*** INPUT FOR THIS TASK Section Begins ***

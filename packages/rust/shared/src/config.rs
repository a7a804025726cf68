//! Application configuration for PageWatch.
//!
//! User config lives at `~/.pagewatch/pagewatch.toml`.
//! CLI flags override config file values, which override defaults.

use std::path::{Path, PathBuf};
use std::time::Duration;

use serde::{Deserialize, Serialize};

use crate::error::{PageWatchError, Result};

/// Default configuration file name.
const CONFIG_FILE_NAME: &str = "pagewatch.toml";

/// Default config directory name under the user's home.
const CONFIG_DIR_NAME: &str = ".pagewatch";

// ---------------------------------------------------------------------------
// Config structs (matching pagewatch.toml schema)
// ---------------------------------------------------------------------------

/// Top-level application config, deserialized from TOML.
#[derive(Debug, Clone, Default, Serialize, Deserialize)]
pub struct AppConfig {
    /// Database location.
    #[serde(default)]
    pub storage: StorageSection,

    /// Generation service used for summaries.
    #[serde(default)]
    pub generation: GenerationSection,

    /// Page fetching.
    #[serde(default)]
    pub fetch: FetchSection,

    /// Trigger evaluation.
    #[serde(default)]
    pub scheduler: SchedulerSection,
}

/// `[storage]` section.
#[derive(Debug, Clone, Serialize, Deserialize)]
pub struct StorageSection {
    /// Path to the libSQL database file. `~` expands to the home directory.
    #[serde(default = "default_db_path")]
    pub db_path: String,
}

impl Default for StorageSection {
    fn default() -> Self {
        Self {
            db_path: default_db_path(),
        }
    }
}

fn default_db_path() -> String {
    "~/.pagewatch/pagewatch.db".into()
}

/// `[generation]` section.
#[derive(Debug, Clone, Serialize, Deserialize)]
pub struct GenerationSection {
    /// Set to `false` to store observations without summaries.
    #[serde(default = "default_true")]
    pub enabled: bool,

    /// Non-streaming generate endpoint (Ollama `/api/generate` compatible).
    #[serde(default = "default_endpoint")]
    pub endpoint: String,

    /// Model name sent with every request.
    #[serde(default = "default_model")]
    pub model: String,

    /// Upper bound for a single generation request.
    #[serde(default = "default_generation_timeout")]
    pub timeout_secs: u64,
}

impl Default for GenerationSection {
    fn default() -> Self {
        Self {
            enabled: true,
            endpoint: default_endpoint(),
            model: default_model(),
            timeout_secs: default_generation_timeout(),
        }
    }
}

fn default_true() -> bool {
    true
}
fn default_endpoint() -> String {
    "http://localhost:11434/api/generate".into()
}
fn default_model() -> String {
    "glm4:latest".into()
}
fn default_generation_timeout() -> u64 {
    120
}

/// `[fetch]` section.
#[derive(Debug, Clone, Serialize, Deserialize)]
pub struct FetchSection {
    /// User-Agent header sent with page requests.
    #[serde(default = "default_user_agent")]
    pub user_agent: String,

    /// Upper bound for loading a page.
    #[serde(default = "default_fetch_timeout")]
    pub timeout_secs: u64,

    /// Maximum redirects followed per page load.
    #[serde(default = "default_max_redirects")]
    pub max_redirects: usize,
}

impl Default for FetchSection {
    fn default() -> Self {
        Self {
            user_agent: default_user_agent(),
            timeout_secs: default_fetch_timeout(),
            max_redirects: default_max_redirects(),
        }
    }
}

fn default_user_agent() -> String {
    "Mozilla/5.0 (Windows NT 10.0; Win64; x64) AppleWebKit/537.36 (KHTML, like Gecko) Chrome/120.0.0.0 Safari/537.36".into()
}
fn default_fetch_timeout() -> u64 {
    30
}
fn default_max_redirects() -> usize {
    5
}

/// `[scheduler]` section.
#[derive(Debug, Clone, Serialize, Deserialize)]
pub struct SchedulerSection {
    /// Time zone schedules are evaluated in: `local` or `utc`.
    #[serde(default = "default_timezone")]
    pub timezone: String,

    /// How often `serve` re-reads targets and reconciles triggers.
    #[serde(default = "default_sync_interval")]
    pub sync_interval_secs: u64,
}

impl Default for SchedulerSection {
    fn default() -> Self {
        Self {
            timezone: default_timezone(),
            sync_interval_secs: default_sync_interval(),
        }
    }
}

fn default_timezone() -> String {
    "local".into()
}
fn default_sync_interval() -> u64 {
    30
}

// ---------------------------------------------------------------------------
// Runtime configs (derived from AppConfig)
// ---------------------------------------------------------------------------

/// Runtime fetch configuration.
#[derive(Debug, Clone)]
pub struct FetchConfig {
    pub user_agent: String,
    pub timeout: Duration,
    pub max_redirects: usize,
}

impl From<&AppConfig> for FetchConfig {
    fn from(config: &AppConfig) -> Self {
        Self {
            user_agent: config.fetch.user_agent.clone(),
            timeout: Duration::from_secs(config.fetch.timeout_secs),
            max_redirects: config.fetch.max_redirects,
        }
    }
}

impl Default for FetchConfig {
    fn default() -> Self {
        Self::from(&AppConfig::default())
    }
}

/// Runtime generation-service configuration.
#[derive(Debug, Clone)]
pub struct GenerationConfig {
    pub enabled: bool,
    pub endpoint: String,
    pub model: String,
    pub timeout: Duration,
}

impl From<&AppConfig> for GenerationConfig {
    fn from(config: &AppConfig) -> Self {
        Self {
            enabled: config.generation.enabled,
            endpoint: config.generation.endpoint.clone(),
            model: config.generation.model.clone(),
            timeout: Duration::from_secs(config.generation.timeout_secs),
        }
    }
}

/// Time zone in which weekly schedules are evaluated.
#[derive(Debug, Clone, Copy, PartialEq, Eq)]
pub enum ScheduleTimezone {
    Local,
    Utc,
}

/// Runtime scheduler configuration.
#[derive(Debug, Clone)]
pub struct SchedulerConfig {
    pub timezone: ScheduleTimezone,
    pub sync_interval: Duration,
}

impl TryFrom<&AppConfig> for SchedulerConfig {
    type Error = PageWatchError;

    fn try_from(config: &AppConfig) -> Result<Self> {
        let timezone = match config.scheduler.timezone.to_ascii_lowercase().as_str() {
            "local" => ScheduleTimezone::Local,
            "utc" => ScheduleTimezone::Utc,
            other => {
                return Err(PageWatchError::config(format!(
                    "unknown scheduler timezone '{other}': expected 'local' or 'utc'"
                )));
            }
        };
        if config.scheduler.sync_interval_secs == 0 {
            return Err(PageWatchError::config("sync_interval_secs must be positive"));
        }
        Ok(Self {
            timezone,
            sync_interval: Duration::from_secs(config.scheduler.sync_interval_secs),
        })
    }
}

impl AppConfig {
    /// Resolve the database path, expanding a leading `~`.
    pub fn db_path(&self) -> Result<PathBuf> {
        expand_home(&self.storage.db_path)
    }
}

/// Expand a leading `~/` to the user's home directory.
fn expand_home(path: &str) -> Result<PathBuf> {
    match path.strip_prefix("~/") {
        Some(rest) => {
            let home = dirs::home_dir()
                .ok_or_else(|| PageWatchError::config("could not determine home directory"))?;
            Ok(home.join(rest))
        }
        None => Ok(PathBuf::from(path)),
    }
}

// ---------------------------------------------------------------------------
// Config loading
// ---------------------------------------------------------------------------

/// Get the path to the config directory (`~/.pagewatch/`).
pub fn config_dir() -> Result<PathBuf> {
    let home = dirs::home_dir()
        .ok_or_else(|| PageWatchError::config("could not determine home directory"))?;
    Ok(home.join(CONFIG_DIR_NAME))
}

/// Get the path to the config file (`~/.pagewatch/pagewatch.toml`).
pub fn config_file_path() -> Result<PathBuf> {
    Ok(config_dir()?.join(CONFIG_FILE_NAME))
}

/// Load the application config from disk. Returns defaults if the file does not exist.
pub fn load_config() -> Result<AppConfig> {
    let path = config_file_path()?;

    if !path.exists() {
        tracing::debug!(?path, "config file not found, using defaults");
        return Ok(AppConfig::default());
    }

    load_config_from(&path)
}

/// Load the application config from a specific file path.
pub fn load_config_from(path: &Path) -> Result<AppConfig> {
    let content = std::fs::read_to_string(path).map_err(|e| PageWatchError::io(path, e))?;

    toml::from_str(&content).map_err(|e| {
        PageWatchError::config(format!("failed to parse {}: {e}", path.display()))
    })
}

/// Create the config directory and write a default config file.
/// Returns the path to the created file.
pub fn init_config() -> Result<PathBuf> {
    let dir = config_dir()?;
    std::fs::create_dir_all(&dir).map_err(|e| PageWatchError::io(&dir, e))?;

    let path = dir.join(CONFIG_FILE_NAME);
    let config = AppConfig::default();
    let content =
        toml::to_string_pretty(&config).map_err(|e| PageWatchError::config(e.to_string()))?;

    std::fs::write(&path, content).map_err(|e| PageWatchError::io(&path, e))?;
    tracing::info!(?path, "created default config file");

    Ok(path)
}

#[cfg(test)]
mod tests {
    use super::*;

    #[test]
    fn default_config_serializes() {
        let config = AppConfig::default();
        let toml_str = toml::to_string_pretty(&config).expect("serialize default config");
        assert!(toml_str.contains("db_path"));
        assert!(toml_str.contains("/api/generate"));
    }

    #[test]
    fn config_roundtrip() {
        let config = AppConfig::default();
        let toml_str = toml::to_string_pretty(&config).expect("serialize");
        let parsed: AppConfig = toml::from_str(&toml_str).expect("deserialize");
        assert_eq!(parsed.generation.model, "glm4:latest");
        assert_eq!(parsed.fetch.timeout_secs, 30);
        assert_eq!(parsed.scheduler.timezone, "local");
    }

    #[test]
    fn partial_config_fills_defaults() {
        let toml_str = r#"
[generation]
endpoint = "http://gpu-box:11434/api/generate"
timeout_secs = 45

[scheduler]
timezone = "UTC"
"#;
        let config: AppConfig = toml::from_str(toml_str).expect("parse");
        assert_eq!(config.generation.model, "glm4:latest");
        assert!(config.generation.enabled);

        let generation = GenerationConfig::from(&config);
        assert_eq!(generation.timeout, Duration::from_secs(45));

        let scheduler = SchedulerConfig::try_from(&config).expect("scheduler config");
        assert_eq!(scheduler.timezone, ScheduleTimezone::Utc);
        assert_eq!(scheduler.sync_interval, Duration::from_secs(30));
    }

    #[test]
    fn unknown_timezone_is_rejected() {
        let mut config = AppConfig::default();
        config.scheduler.timezone = "Asia/Shanghai".into();
        let err = SchedulerConfig::try_from(&config).unwrap_err();
        assert!(err.to_string().contains("Asia/Shanghai"));
    }

    #[test]
    fn db_path_expands_home() {
        let mut config = AppConfig::default();
        config.storage.db_path = "/var/lib/pagewatch/pw.db".into();
        assert_eq!(config.db_path().unwrap(), PathBuf::from("/var/lib/pagewatch/pw.db"));

        config.storage.db_path = "~/pw.db".into();
        let resolved = config.db_path().unwrap();
        assert!(resolved.ends_with("pw.db"));
        assert!(!resolved.to_string_lossy().starts_with('~'));
    }
}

*** INPUT FOR THIS TASK Section Ends ***

▶ WORK TO COMPLETE: The expected answer is a number and nothing else: how many lines above include the word "leading".

▶ WRITTEN REPLY: 2